Yo estaba en la cola esperando para pagar los impuestos, cuando vi entrar a un
muchacho de barba oscura y pelo largo. Lo reconocí inmediatamente. Vi sus ojos
apagados y no lo dudé. Reconocí en su mirada la vida del que lo había dado todo
por el otro. Reconocí a nuestro menor. Pero las cosas cambiaron. Jesús ya no es
el mismo que dejó a María Magdalena llorando al pie de la cruz. No. Este Jesús
lucía muy nervioso. Dirigía la mirada en forma intermitentemente de las cajas a
la puerta del banco y de la puerta del banco a las cajas. De pronto entró otro
hombre que dobló el brazo del guardia de la puerta y le apunto con un arma en
la cabeza. Jesús también sacó un arma y corrió con velocidad hacia las cajas
mientras ordenaba a todo el mundo tirarse al piso. Entonces tomó un solo fajo
de billetes, lo puso sobre un mostrador, hizo una bendición (sólo yo lo pude
advertir porque era el único en el lugar que aún permanecía de pie; el resto de
los clientes estaban tirados en el suelo, aterrados por la situación) y, en un
abrir y cerrar de ojos, los fajos se multiplicaron hasta el techo. Producido el
milagro, le ordenó incorporarse a todo el mundo. Lo clientes se pusieron de
pie. Jesús señalo la montaña de dinero y luego abrió los brazos hacia la
multitud. Uno se adelantó tímidamente. Luego otro. Finalmente una masa
enloquecida de personas se arrojó sobre los billetes. Jesús salió caminando muy
tranquilamente, con el fajo del milagro en una mano y el arma en la otra. Su
cómplice lo esperaba en el auto. Salieron con poca plata, pero visiblemente
felices. Y, lo más importante, sin haber disparado un solo tiro.
El domingo siguiente al
milagro, al finalizar la misa se me acercó un vecino. Me sorprendió que me
dijera que él también había estado en el banco el día del asalto. Me preguntó
si, efectivamente, estábamos ante la presencia de la segunda venida de Nuestro
Señor Jesucristo. Le dije que no tenía la más mínima duda. Me dijo que él sabía
dónde estaba parando Jesús en el barrio, que lo había visto en el bar de la
estación y que –si yo estaba de acuerdo- podía convencerlo de que se acercara a
la parroquia. Me confesó, no sin dejar escapar una sonrisa, que éste Jesús le
gustaba más que el Jesús del que hablábamos durante la misa. Le dije que sí,
que lo ubicara, pero que lo hiciera
sigilosamente, porque antes de dar a conocer la noticia entre los fieles, había que informarlo de todo al padre Jorge.

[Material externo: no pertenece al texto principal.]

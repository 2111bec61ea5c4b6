use std::collections::{BTreeMap, HashMap};
use std::path::PathBuf;

use clap::ValueEnum;
use log::debug;
use serde::{Deserialize, Serialize};
use serde_yaml::Value;

use crate::classifier::{DefinitionEntry, Entry, HttpMethod, OperationEntry};
use crate::diagnostics::Diagnostic;

/// The Swagger version this tool emits.
pub const SWAGGER_VERSION: &str = "2.0";

/// Swagger Info object.
///
/// Supplied by the caller at configuration time; blocks never contribute
/// to it.
#[derive(Debug, Clone, PartialEq, Serialize, Deserialize)]
pub struct Info {
    /// API title
    pub title: String,
    /// API version
    pub version: String,
    /// API description
    #[serde(skip_serializing_if = "Option::is_none")]
    pub description: Option<String>,
}

impl Default for Info {
    fn default() -> Self {
        Info {
            title: "Generated API".to_string(),
            version: "1.0.0".to_string(),
            description: None,
        }
    }
}

/// All operations of a single path, keyed by method.
///
/// The map key order is the Swagger path item key order, so `get` always
/// precedes `post` in the emitted document.
pub type PathItem = BTreeMap<HttpMethod, Value>;

/// Complete Swagger 2.0 document.
///
/// `paths` and `definitions` are always emitted, even when empty, so the
/// document is structurally complete for downstream tools.
#[derive(Debug, Clone, PartialEq, Serialize, Deserialize)]
pub struct SwaggerDocument {
    /// Swagger version, always `"2.0"`
    pub swagger: String,
    /// API info
    pub info: Info,
    /// API host, e.g. `api.example.com`
    #[serde(skip_serializing_if = "Option::is_none")]
    pub host: Option<String>,
    /// Path prefix for every operation
    #[serde(rename = "basePath", skip_serializing_if = "Option::is_none")]
    pub base_path: Option<String>,
    /// API paths, sorted lexically
    pub paths: BTreeMap<String, PathItem>,
    /// Named schemas, sorted lexically
    pub definitions: BTreeMap<String, Value>,
}

/// What to do when two blocks claim the same operation or definition name.
#[derive(Debug, Clone, Copy, PartialEq, Eq, Default, ValueEnum)]
pub enum ConflictPolicy {
    /// The block seen last wins.
    #[default]
    Overwrite,
    /// The block seen first wins; later duplicates are dropped.
    KeepFirst,
}

/// Accumulates classified entries into a Swagger document.
///
/// Every conflict is reported, whichever side wins; the assembler
/// remembers which file contributed each entry so the diagnostic can name
/// both.
pub struct DocumentAssembler {
    info: Info,
    host: Option<String>,
    base_path: Option<String>,
    policy: ConflictPolicy,
    paths: BTreeMap<String, PathItem>,
    definitions: BTreeMap<String, Value>,
    operation_sources: HashMap<(String, HttpMethod), PathBuf>,
    definition_sources: HashMap<String, PathBuf>,
}

impl DocumentAssembler {
    pub fn new() -> Self {
        Self {
            info: Info::default(),
            host: None,
            base_path: None,
            policy: ConflictPolicy::default(),
            paths: BTreeMap::new(),
            definitions: BTreeMap::new(),
            operation_sources: HashMap::new(),
            definition_sources: HashMap::new(),
        }
    }

    /// Set the document info.
    pub fn with_info(mut self, info: Info) -> Self {
        self.info = info;
        self
    }

    /// Set the API host.
    pub fn with_host(mut self, host: Option<String>) -> Self {
        self.host = host;
        self
    }

    /// Set the base path prefix.
    pub fn with_base_path(mut self, base_path: Option<String>) -> Self {
        self.base_path = base_path;
        self
    }

    /// Set the duplicate handling policy.
    pub fn with_conflict_policy(mut self, policy: ConflictPolicy) -> Self {
        self.policy = policy;
        self
    }

    /// Folds one classified entry into the document.
    ///
    /// Returns a diagnostic when the entry collided with an earlier one,
    /// whichever of the two the policy kept.
    pub fn insert(&mut self, entry: Entry) -> Option<Diagnostic> {
        match entry {
            Entry::Operation(operation) => self.insert_operation(operation),
            Entry::Definition(definition) => self.insert_definition(definition),
        }
    }

    fn insert_operation(&mut self, entry: OperationEntry) -> Option<Diagnostic> {
        let OperationEntry {
            path,
            method,
            spec,
            source,
        } = entry;
        debug!("Adding operation: {} {}", method, path);

        let key = (path.clone(), method);
        let previous = self.operation_sources.get(&key).cloned();
        if let Some(previous) = previous {
            let replaced = self.policy == ConflictPolicy::Overwrite;
            if replaced {
                self.paths.entry(path.clone()).or_default().insert(method, spec);
                self.operation_sources.insert(key, source.clone());
            }
            return Some(Diagnostic::OperationConflict {
                path,
                method,
                previous,
                current: source,
                replaced,
            });
        }

        self.paths.entry(path.clone()).or_default().insert(method, spec);
        self.operation_sources.insert(key, source);
        None
    }

    fn insert_definition(&mut self, entry: DefinitionEntry) -> Option<Diagnostic> {
        let DefinitionEntry {
            name,
            schema,
            source,
        } = entry;
        debug!("Adding definition: {}", name);

        let previous = self.definition_sources.get(&name).cloned();
        if let Some(previous) = previous {
            let replaced = self.policy == ConflictPolicy::Overwrite;
            if replaced {
                self.definitions.insert(name.clone(), schema);
                self.definition_sources.insert(name.clone(), source.clone());
            }
            return Some(Diagnostic::DefinitionConflict {
                name,
                previous,
                current: source,
                replaced,
            });
        }

        self.definitions.insert(name.clone(), schema);
        self.definition_sources.insert(name, source);
        None
    }

    /// Build the final Swagger document.
    pub fn build(self) -> SwaggerDocument {
        debug!(
            "Building Swagger document with {} paths and {} definitions",
            self.paths.len(),
            self.definitions.len()
        );
        SwaggerDocument {
            swagger: SWAGGER_VERSION.to_string(),
            info: self.info,
            host: self.host,
            base_path: self.base_path,
            paths: self.paths,
            definitions: self.definitions,
        }
    }
}

impl Default for DocumentAssembler {
    fn default() -> Self {
        Self::new()
    }
}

El padre Jorge, de ser necesario –y seguramente lo es- deberá informar la
situación al Arzobispo de la provincia, y quién sabe si la cosa no desemboca en
el Vaticano.
Tengo plena fe en la
felicidad que experimentará el Padre por sentir que, definitivamente, no estábamos
solos en este mundo. Que podemos vivir sin Estado pero, aun así, no estamos solos
los vecinos de este barrio para dale pelea a la delincuencia que tanto nos abruma.